Ideal reverberant mask

In IRM estimation, both reverberant and clean signals are decomposed into T-F units as described in Sec. 2A2. The speech-to-reverberant ratio (SRR) features which are the ratio of the short-time energy of the clean signal to that of the reverberant signal are computed at each T-F unit and the IRM for that unit is obtained by comparing its SRR value with a preset threshold (T′) (Kokkinakis et al., 2011) as

IRM (t, j) = {\begin{matrix} 1, & SRR (t, j) > T^{'} \\ 0, & otherwise . \end{matrix}

(9)

The IRM is implemented and evaluated in this study for comparative purposes, as it provides the upper bound in performance. The threshold used in Eq. (15) is set to −8 dB.

EXPERIMENT: EVALUATION OF THE PROPOSED BLIND REVERBERANT MASK

Methods

Subjects

A total of six CI listeners with Nucleus devices participated in this study. All participants were native speakers of American English with postlingual deafness, who received no benefit from hearing aids preoperatively. The participants used their CI devices routinely and had a minimum of 1 year experience with their CIs. Biographical data for the subjects is detailed in Table TABLE I.. All subjects were paid for their participation in this research study.

TABLE I.

Biographical data of the CI users tested.

Subjects	Age	Gender	Years implanted (L/R)	Number of active electrodes	CI processor	Etiology of hearing loss
S1	58	F	2/-	22	N5	Unknown
S2	65	F	3/3	22	N5	Unknown
S3	65	M	3/-	21	Freedom	Unknown
S4	78	M	7/7	21	Freedom	Hereditary
S5	59	M	1/1	22	N5	Meniere's disease
S6	62	F	2/2	22	N5	Unknown

Open in a new tab

Research processor

Four of the subjects tested were using the Nucleus 5 and two were using the Nucleus Freedom speech processor on a daily basis. Subjects were tested using a personal digital assistant (PDA)-based cochlear implant research platform (Ali et al., 2011). The signals were streamed off-line via the PDA platform and sent directly to the subject's cochlear implant. The PDA processor was programmed for individual subjects using their threshold and comfortable loudness levels, and coding strategy parameters. The volume of the speech processor was also adjusted to a comfortable loudness prior to initial testing. Institutional review board (IRB) approval and informed consent were obtained from all participants before testing commenced.

Stimuli

IEEE sentences (IEEE, 1969) were used as the speech stimuli for testing. There are 72 list of sentences in IEEE database, where each list contains 10 phonetically balanced sentences and each sentence is composed of approximately 7−12 words. The root-mean-square (RMS) value of all sentences was equalized to the same value corresponding to approximately 65 dBA.
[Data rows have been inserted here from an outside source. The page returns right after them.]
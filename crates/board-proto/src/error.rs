//! Error types for the board protocol library.

use thiserror::Error;

/// Convenience type alias for Results using [`ProtocolError`].
pub type Result<T, E = ProtocolError> = std::result::Result<T, E>;

/// Protocol-level failures: encoding, decoding and framing.
#[derive(Debug, Error)]
pub enum ProtocolError {
    /// A payload could not be encoded as MessagePack.
    #[error("msgpack encode error: {0}")]
    EncodeBinary(#[from] rmp_serde::encode::Error),

    /// A payload could not be decoded as MessagePack.
    #[error("msgpack decode error: {0}")]
    DecodeBinary(#[from] rmp_serde::decode::Error),

    /// A payload could not be encoded or decoded as JSON.
    #[error("json error: {0}")]
    Text(#[from] serde_json::Error),

    /// Neither decoder accepted the payload.
    #[error("unrecognized payload ({len} bytes)")]
    Unrecognized {
        /// Payload length, for diagnostics.
        len: usize,
    },

    /// A bus frame was empty or carried an unknown kind byte.
    #[error("invalid bus frame kind: {0:?}")]
    InvalidFrameKind(Option<u8>),

    /// A bus frame was shorter than its header claims.
    #[error("truncated bus frame")]
    TruncatedFrame,

    /// A topic was not valid UTF-8.
    #[error("topic is not valid utf-8")]
    InvalidTopic(#[from] std::str::Utf8Error),

    /// A topic exceeds the 16-bit length field.
    #[error("topic too long: {0} bytes")]
    TopicTooLong(usize),
}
Simulated reverberant conditions

The reverberant stimuli are generated by convolving the clean signals with real RIRs recorded in a 10.06 m × 6.65 m × 3.4 m (length × width × height) room (Neuman et al., 2010). The reverberation time of the room is varied from 0.8 to 0.6, and 0.3 s by adding absorptive panels to the walls and floor carpeting. The direct-to-reverberant ratios (DRR) of the RIRs are 1.5, −1.8, and −3.0 dB for T₆₀ = 0.3, 0.6, and 0.8 s, respectively. The distance between the single-source signal and the microphone is 5.5 m, which is beyond the critical distance. All stimuli were presented to the listener through the PDA in a double-walled sound attenuated booth (Acoustic Systems, Inc.). Prior to testing, each subject participated in a short practice session to gain familiarity with the listening task. During the practice session, the subjects were allowed to adjust the volume to their comfortable level.

Procedure

Subjects participated in a total of ten conditions, three unprocessed reverberant, three IRM processed, and three BRM processed reverberant conditions corresponding to T₆₀ = 0.3, 0.6, and 0.8 s, and anechoic quiet condition which was used as a control condition. Two IEEE lists (20 sentences) were used per condition.

Each subject completed all ten conditions in a single session. Participants were given a 15 min break every 60 min during the test session. Following initial instructions, each user participated in a brief practice session to gain familiarity with the listening task. None of the lists were repeated across different conditions. The order of the test conditions was randomized across subjects to minimize order effects. During testing, each sentence was presented twice and the participants were instructed to repeat as many of the words as they could identify. The responses of each individual were collected, and scored off-line based on the number of words correctly identified. All words were scored. The percent correct scores for each condition were calculated by dividing the number of words correctly identified by the total number of words in the particular sentence lists.

Results and discussion

The six CI listeners were tested to evaluate the intelligibility of the reverberant signals processed by the proposed BRM algorithm. Figure 3 shows the individual as well as the averaged intelligibility scores of the CI users, in terms of the mean percentage of words identified correctly. The results obtained from the proposed BRM are compared against those obtained by testing the subjects with the unprocessed reverberant stimuli in three moderate to relatively high reverberant conditions (T₆₀ = 0.3, 0.6, and 0.8 s). Scores obtained from the IRM-processing (Kokkinakis et al., 2011) are also given for comparison to provide the upper bound in performance. The average intelligibility score obtained in anechoic quiet condition was 82.6% for the six tested CI listeners. With the proposed BRM, the intelligibility of the reverberant speech improved from 26.5% and 24.7% to 50.2% and 51.7% in T₆₀ = 0.6 and 0.8 s, respectively. For T₆₀ = 0.3 s a small improvement from 55.4% to 58.3% was observed.

Individual as well as average intelligibility scores of six CI users in (a) T₆₀ = 0.3 s, (b) T₆₀ = 0.6 s, and (c) T₆₀ = 0.8 s. “R,” “BRM,” “IRM,” and “Un” stand for reverberant signals, BRM-processed, IRM-processed, and unprocesed signals, respectively. Error bars indicate standard deviations.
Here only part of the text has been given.